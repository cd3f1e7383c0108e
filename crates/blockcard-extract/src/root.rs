//! The share root: an HTML snapshot of the element a card is built from.

use blockcard_core::ExtractionConfig;
use scraper::{ElementRef, Html, Selector};

/// Owned snapshot of the share root.
///
/// The HTML is kept as a string and parsed on demand inside synchronous
/// helpers, so extraction futures holding a `RootElement` stay `Send`.
#[derive(Debug, Clone, Default, PartialEq, Eq)]
pub struct RootElement {
    pub html: String,
    pub uid: Option<String>,
}

impl RootElement {
    pub fn from_html(html: impl Into<String>) -> Self {
        Self {
            html: html.into(),
            uid: None,
        }
    }

    /// Supply the uid explicitly; it takes precedence over anything found
    /// in the markup.
    pub fn with_uid(mut self, uid: impl Into<String>) -> Self {
        let uid = uid.into();
        self.uid = (!uid.is_empty()).then_some(uid);
        self
    }

    /// Determine the block uid this root stands for.
    ///
    /// Each [`UidStrategy`] is tried in priority order, first against the
    /// root element and then against its first block-text element.
    pub fn resolve_uid(&self, config: &ExtractionConfig) -> Option<String> {
        if let Some(uid) = &self.uid {
            return Some(uid.clone());
        }

        let html = Html::parse_fragment(&self.html);
        let root = root_element(&html)?;
        let block_text = compile_block_text(config)
            .and_then(|selector| block_texts(root, &selector).into_iter().next());

        let candidates: Vec<ElementRef> = std::iter::once(root).chain(block_text).collect();
        for strategy in UidStrategy::ALL {
            for element in &candidates {
                if let Some(uid) = strategy.apply(*element, config) {
                    log::debug!("Resolved uid {} by {:?}", uid, strategy);
                    return Some(uid);
                }
            }
        }

        log::debug!("No uid found on share root");
        None
    }
}

/// Ways of reading a block uid off a rendered element.
#[derive(Debug, Clone, Copy, PartialEq, Eq)]
pub enum UidStrategy {
    /// One of the configured `data-*` attributes.
    Attribute,
    /// The trailing characters of the element id.
    IdSuffix,
}

impl UidStrategy {
    pub const ALL: [UidStrategy; 2] = [UidStrategy::Attribute, UidStrategy::IdSuffix];

    pub fn apply(self, element: ElementRef<'_>, config: &ExtractionConfig) -> Option<String> {
        match self {
            UidStrategy::Attribute => config
                .uid_attributes
                .iter()
                .filter_map(|attr| element.value().attr(attr))
                .map(str::trim)
                .find(|uid| !uid.is_empty())
                .map(str::to_string),
            UidStrategy::IdSuffix => {
                let id = element.value().id()?;
                id_suffix(id, config.uid_suffix_len)
            }
        }
    }
}

/// Last `len` characters of `id`, if they look like a uid.
fn id_suffix(id: &str, len: usize) -> Option<String> {
    let count = id.chars().count();
    if len == 0 || count < len {
        return None;
    }
    let suffix: String = id.chars().skip(count - len).collect();
    suffix
        .chars()
        .all(is_uid_char)
        .then_some(suffix)
}

fn is_uid_char(c: char) -> bool {
    c.is_ascii_alphanumeric() || c == '_' || c == '-'
}

/// First element of a parsed fragment.
pub(crate) fn root_element(html: &Html) -> Option<ElementRef<'_>> {
    html.root_element().children().find_map(ElementRef::wrap)
}

pub(crate) fn compile_block_text(config: &ExtractionConfig) -> Option<Selector> {
    match Selector::parse(&config.block_text_selector) {
        Ok(selector) => Some(selector),
        Err(e) => {
            log::warn!(
                "Invalid block text selector {:?}: {}",
                config.block_text_selector,
                e
            );
            None
        }
    }
}

/// Block-text elements under `root` in document order, the root included
/// when it matches itself.
pub(crate) fn block_texts<'a>(root: ElementRef<'a>, selector: &Selector) -> Vec<ElementRef<'a>> {
    let mut found = Vec::new();
    if selector.matches(&root) {
        found.push(root);
    }
    found.extend(root.select(selector).filter(|el| el.id() != root.id()));
    found
}

#[cfg(test)]
mod tests {
    use super::*;

    fn config() -> ExtractionConfig {
        ExtractionConfig::default()
    }

    #[test]
    fn test_explicit_uid_wins() {
        let root = RootElement::from_html(r#"<div data-uid="fromattr1"></div>"#).with_uid("explicit1");
        assert_eq!(root.resolve_uid(&config()).as_deref(), Some("explicit1"));
    }

    #[test]
    fn test_empty_explicit_uid_is_ignored() {
        let root = RootElement::from_html(r#"<div data-uid="fromattr1"></div>"#).with_uid("");
        assert_eq!(root.resolve_uid(&config()).as_deref(), Some("fromattr1"));
    }

    #[test]
    fn test_attribute_on_root() {
        let root = RootElement::from_html(r#"<div data-block-uid="abc123def"><span>x</span></div>"#);
        assert_eq!(root.resolve_uid(&config()).as_deref(), Some("abc123def"));
    }

    #[test]
    fn test_id_suffix_on_block_text() {
        let html = r#"<div class="roam-block-container">
            <div class="rm-block-text" id="block-input-user-body-outline-page0001-abc123def">hi</div>
        </div>"#;
        let root = RootElement::from_html(html);
        assert_eq!(root.resolve_uid(&config()).as_deref(), Some("abc123def"));
    }

    #[test]
    fn test_attribute_beats_id_suffix() {
        let html = r#"<div id="block-input-zzzzzzzzz">
            <div class="rm-block-text" data-uid="abc123def">hi</div>
        </div>"#;
        let root = RootElement::from_html(html);
        assert_eq!(root.resolve_uid(&config()).as_deref(), Some("abc123def"));
    }

    #[test]
    fn test_id_suffix_rejects_non_uid_chars() {
        assert_eq!(id_suffix("block.input:abc", 9), None);
        assert_eq!(id_suffix("short", 9), None);
        assert_eq!(id_suffix("x-abc_12-3d", 9).as_deref(), Some("abc_12-3d"));
    }

    #[test]
    fn test_no_uid() {
        let root = RootElement::from_html("<div><p>nothing</p></div>");
        assert_eq!(root.resolve_uid(&config()), None);
        assert_eq!(RootElement::default().resolve_uid(&config()), None);
    }

    #[test]
    fn test_block_texts_include_root() {
        let html = Html::parse_fragment(
            r#"<div class="rm-block-text">a<div class="rm-block-text">b</div></div>"#,
        );
        let root = root_element(&html).unwrap();
        let selector = Selector::parse(".rm-block-text").unwrap();
        assert_eq!(block_texts(root, &selector).len(), 2);
    }
}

*****

When you reach the line holding "return None;" in the records above, begin reproducing exactly, stop after the line holding "it matches itself.", and output nothing else.

### RESPONSE TO THE EXERCISE
        return None;
    }
    let suffix: String = id.chars().skip(count - len).collect();
    suffix
        .chars()
        .all(is_uid_char)
        .then_some(suffix)
}

fn is_uid_char(c: char) -> bool {
    c.is_ascii_alphanumeric() || c == '_' || c == '-'
}

/// First element of a parsed fragment.
pub(crate) fn root_element(html: &Html) -> Option<ElementRef<'_>> {
    html.root_element().children().find_map(ElementRef::wrap)
}

pub(crate) fn compile_block_text(config: &ExtractionConfig) -> Option<Selector> {
    match Selector::parse(&config.block_text_selector) {
        Ok(selector) => Some(selector),
        Err(e) => {
            log::warn!(
                "Invalid block text selector {:?}: {}",
                config.block_text_selector,
                e
            );
            None
        }
    }
}

/// Block-text elements under `root` in document order, the root included
/// when it matches itself.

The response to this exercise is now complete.